SiC单晶是第三代宽禁带半导体材料。如何降低SiC单晶的生产成本和提高其质量是目前国内外研究的焦点。助溶剂法能在低温下生长高质量的SiC单晶，有希望降低SiC单晶的成本，但如何提高其生长速度是需解决的关键问题。本项目采用新型助溶剂RE（稀土金属Pr、La或Nd）进行低温（≤1823 K）高速（接近PVT法）生长高质量（晶体缺陷少）SiC单晶的研究。通过硅热还原稀土氧化物制备Si-RE合金作为提高C溶解度的助溶成分；通过热力学研究确定Si-RE-C熔体生长SiC单晶的前提条件（低温生长条件），从理论上得到适合低温高速生长SiC单晶的最佳熔体；用该最佳熔体进行SiC单晶生长的动力学机理研究，揭示SiC单晶生长的限制性环节（高速生长条件）；将得到的SiC晶体进行缺陷分析，结合热力学和动力学研究，揭示缺陷产生的机理（高质量晶体生长条件）。本项目研究成果将为助溶剂法生长SiC单晶补充重要的理论依据。
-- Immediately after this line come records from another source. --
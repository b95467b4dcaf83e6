use crate::units::PhysicalUnit;
use thiserror::Error;

#[derive(Error, Debug)]
pub enum AppError {
    #[error("Format error: {0}")]
    Format(String),

    #[error("Range error: {0}")]
    Range(String),

    #[error("Validation error: {0}")]
    Validation(String),

    #[error("Unit mismatch: {left} vs {right}")]
    UnitMismatch {
        left: PhysicalUnit,
        right: PhysicalUnit,
    },

    #[error("Data consistency error: {0}")]
    Consistency(String),

    #[error("Configuration error: {0}")]
    Config(String),

    #[error("IO error: {0}")]
    Io(#[from] std::io::Error),

    #[error("JSON serialization error: {0}")]
    Json(#[from] serde_json::Error),

    #[error("YAML parsing error: {0}")]
    Yaml(#[from] serde_yaml::Error),
}

pub type Result<T> = std::result::Result<T, AppError>;
use super::{bootstrap, transition, ReadingGenerator};
use crate::error::Result;
use crate::reading::{same_device, DurationValue, NormalizedReading};
use crate::units::UnitValue;
use tracing::trace;

/// Running total of a cumulative register since the first reading of the
/// series.
///
/// Increments follow the delta rule: zero across a meter exchange, the
/// counter difference otherwise. The device list is every distinct device
/// seen so far, in first-seen order.
#[derive(Debug, Default)]
pub struct PeriodGenerator {
    run: Option<Run>,
}

#[derive(Debug)]
struct Run {
    first: NormalizedReading,
    previous: NormalizedReading,
    total: UnitValue,
    device_ids: Vec<String>,
}

impl PeriodGenerator {
    pub fn new() -> Self {
        Self::default()
    }

    pub fn calculate_next(&mut self, cur: &NormalizedReading) -> Result<DurationValue> {
        let Some(run) = self.run.as_mut() else {
            let out = bootstrap(cur);
            self.run = Some(Run {
                first: cur.clone(),
                previous: cur.clone(),
                total: out.value,
                device_ids: out.device_ids.clone(),
            });
            return Ok(out);
        };

        let step = transition(&run.previous, cur)?;
        // A crossing contributes nothing, whatever unit the new meter uses.
        if !step.crossing {
            run.total = run.total.checked_add(&step.value)?;
        }
        if !run.device_ids.iter().any(|id| same_device(id, cur.device_id())) {
            run.device_ids.push(cur.device_id().to_string());
        }
        run.previous = cur.clone();
        trace!(total = run.total.value, devices = run.device_ids.len(), "period step");

        Ok(DurationValue {
            start: run.first.timestamp(),
            end: cur.timestamp(),
            normalized_start: run.first.normalized_timestamp(),
            normalized_end: cur.normalized_timestamp(),
            value: run.total,
            device_ids: run.device_ids.clone(),
        })
    }
}

impl ReadingGenerator for PeriodGenerator {
    fn calculate_next(&mut self, reading: &NormalizedReading) -> Result<Option<DurationValue>> {
        PeriodGenerator::calculate_next(self, reading).map(Some)
    }
}
use super::{bootstrap, transition, ReadingGenerator};
use crate::error::Result;
use crate::reading::{DurationValue, NormalizedReading};
use tracing::trace;

/// Change of a cumulative register between consecutive readings.
#[derive(Debug, Default)]
pub struct DeltaGenerator {
    previous: Option<NormalizedReading>,
}

impl DeltaGenerator {
    pub fn new() -> Self {
        Self::default()
    }

    /// Emits one value per reading; the first reading yields a zero-width,
    /// zero-valued interval.
    pub fn calculate_next(&mut self, cur: &NormalizedReading) -> Result<DurationValue> {
        let out = match &self.previous {
            None => bootstrap(cur),
            Some(prev) => {
                let step = transition(prev, cur)?;
                trace!(
                    device_ids = ?step.device_ids,
                    crossing = step.crossing,
                    value = step.value.value,
                    "delta step"
                );
                DurationValue::between(prev, cur, step.value, step.device_ids)
            }
        };
        self.previous = Some(cur.clone());
        Ok(out)
    }
}

impl ReadingGenerator for DeltaGenerator {
    fn calculate_next(&mut self, reading: &NormalizedReading) -> Result<Option<DurationValue>> {
        DeltaGenerator::calculate_next(self, reading).map(Some)
    }
}
use meter_series::input::SeriesDocument;
use meter_series::{Config, CumulativeSeriesExpander, RegisterTable};
use tracing::{info, warn};
use tracing_subscriber::EnvFilter;

fn main() -> Result<(), anyhow::Error> {
    let filter = EnvFilter::try_from_default_env().unwrap_or_else(|_| EnvFilter::new("info"));
    tracing_subscriber::fmt()
        .with_env_filter(filter)
        .with_target(false)
        .compact()
        .with_writer(std::io::stderr)
        .init();

    let cfg_path =
        std::env::var("APP_CONFIG").unwrap_or_else(|_| "config/config.example.yaml".into());
    let cfg = Config::load(&cfg_path)?;
    info!(
        resolution = %cfg.resolution,
        location = %cfg.location,
        "loaded config"
    );

    let input_path = std::env::args()
        .nth(1)
        .ok_or_else(|| anyhow::anyhow!("usage: meter-series <input.json>"))?;
    let input = std::fs::read_to_string(&input_path)?;

    let set = match SeriesDocument::from_json(&input).and_then(SeriesDocument::into_set) {
        Ok(set) => set,
        Err(e) => {
            warn!(path = %input_path, error = %e, "rejected input document");
            return Err(e.into());
        }
    };

    let table = RegisterTable::standard();
    let divider = cfg.bucketer()?.divider(&cfg.resolution)?;
    let expander = CumulativeSeriesExpander::new(&table, &divider).with_tolerance(cfg.tolerance()?);

    let derived = match expander.expand_set(&set) {
        Ok(derived) => derived,
        Err(e) => {
            warn!(path = %input_path, error = %e, "expansion failed");
            return Err(e.into());
        }
    };
    info!(labels = derived.len(), "expansion done");

    println!("{}", serde_json::to_string_pretty(&derived)?);
    Ok(())
}
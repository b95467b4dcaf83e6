//! JSON document accepted by the `meter-series` binary.
//!
//! ```json
//! {
//!   "start": "2024-06-01T00:00:00Z",
//!   "end": "2024-06-02T00:00:00Z",
//!   "labels": [
//!     { "label": "house",
//!       "registers": {
//!         "1-0:1.8.0*255": [
//!           { "device_id": "sn-1", "timestamp": "2024-06-01T00:00:00Z", "value": 1000.0, "unit": "Wh" }
//!         ]
//!       } }
//!   ]
//! }
//! ```

use crate::error::Result;
use crate::obis::RegisterCode;
use crate::reading::RawReading;
use crate::series::{LabelSeries, LabelSeriesSet};
use crate::units::{PhysicalUnit, UnitValue};
use chrono::{DateTime, FixedOffset};
use serde::Deserialize;
use std::collections::BTreeMap;

#[derive(Debug, Clone, Deserialize)]
pub struct SeriesDocument {
    pub start: DateTime<FixedOffset>,
    pub end: DateTime<FixedOffset>,
    #[serde(default)]
    pub labels: Vec<LabelDocument>,
}

#[derive(Debug, Clone, Deserialize)]
pub struct LabelDocument {
    pub label: String,
    #[serde(default)]
    pub registers: BTreeMap<RegisterCode, Vec<ReadingDocument>>,
}

#[derive(Debug, Clone, Deserialize)]
pub struct ReadingDocument {
    pub device_id: String,
    /// Must carry a zero UTC offset
    pub timestamp: DateTime<FixedOffset>,
    pub value: f64,
    pub unit: PhysicalUnit,
}

impl SeriesDocument {
    pub fn from_json(input: &str) -> Result<Self> {
        Ok(serde_json::from_str(input)?)
    }

    /// Validates timestamps and the window.
    pub fn into_set(self) -> Result<LabelSeriesSet> {
        let series = self
            .labels
            .into_iter()
            .map(LabelDocument::into_series)
            .collect::<Result<Vec<_>>>()?;
        LabelSeriesSet::new(self.start, self.end, series)
    }
}

impl LabelDocument {
    fn into_series(self) -> Result<LabelSeries> {
        let mut series = LabelSeries::new(self.label);
        for (code, readings) in self.registers {
            let readings = readings
                .into_iter()
                .map(|r| RawReading::new(r.device_id, r.timestamp, UnitValue::new(r.value, r.unit)))
                .collect::<Result<Vec<_>>>()?;
            series.push_all(code, readings);
        }
        Ok(series)
    }
}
SiC single crystal is a wide band-gap semiconductor material. Recently, How to reduce its cost and improve the quality attracts researchers’ attention. Solution growth is a method that can grow high-quality SiC single crystal at low temperature, which can reduce the cost of SiC single crystal. However, how to enhance its growth rate is one of the difficulties that have to break through. This research project will study on rapid growth (growth rate is close to that of PVT method) of high-quality SiC crystal (less defects) at low temperature (≤1823 K) using RE (rare earth metals, Pr, La or Nd) containing solvents. The Si-RE alloys, which are employed as solvents to enhance the solubility of C, will be prepared by reducing rare earth oxides with silicon. Thereafter, thermodynamic study will be carried out to determine the preconditions for SiC growth at low temperature using Si-RE-C solvents (low-temperature growth conditions), and chose the optimal solvent for rapid growth of SiC at low temperature theoretically. Then, the selected optimal solvent will be employed to investigate the dynamic mechanism for growth of SiC, and the restrictive link (high-speed growth conditions) for rapid growth of SiC will be revealed. Finally, the mechanism of defects formation in the obtained SiC single crystals will be discovered (high-quality growth conditions) by combining the thermodynamic and dynamic studies. The results of this project will enrich the important theory for growth of SiC single crystal using solvents.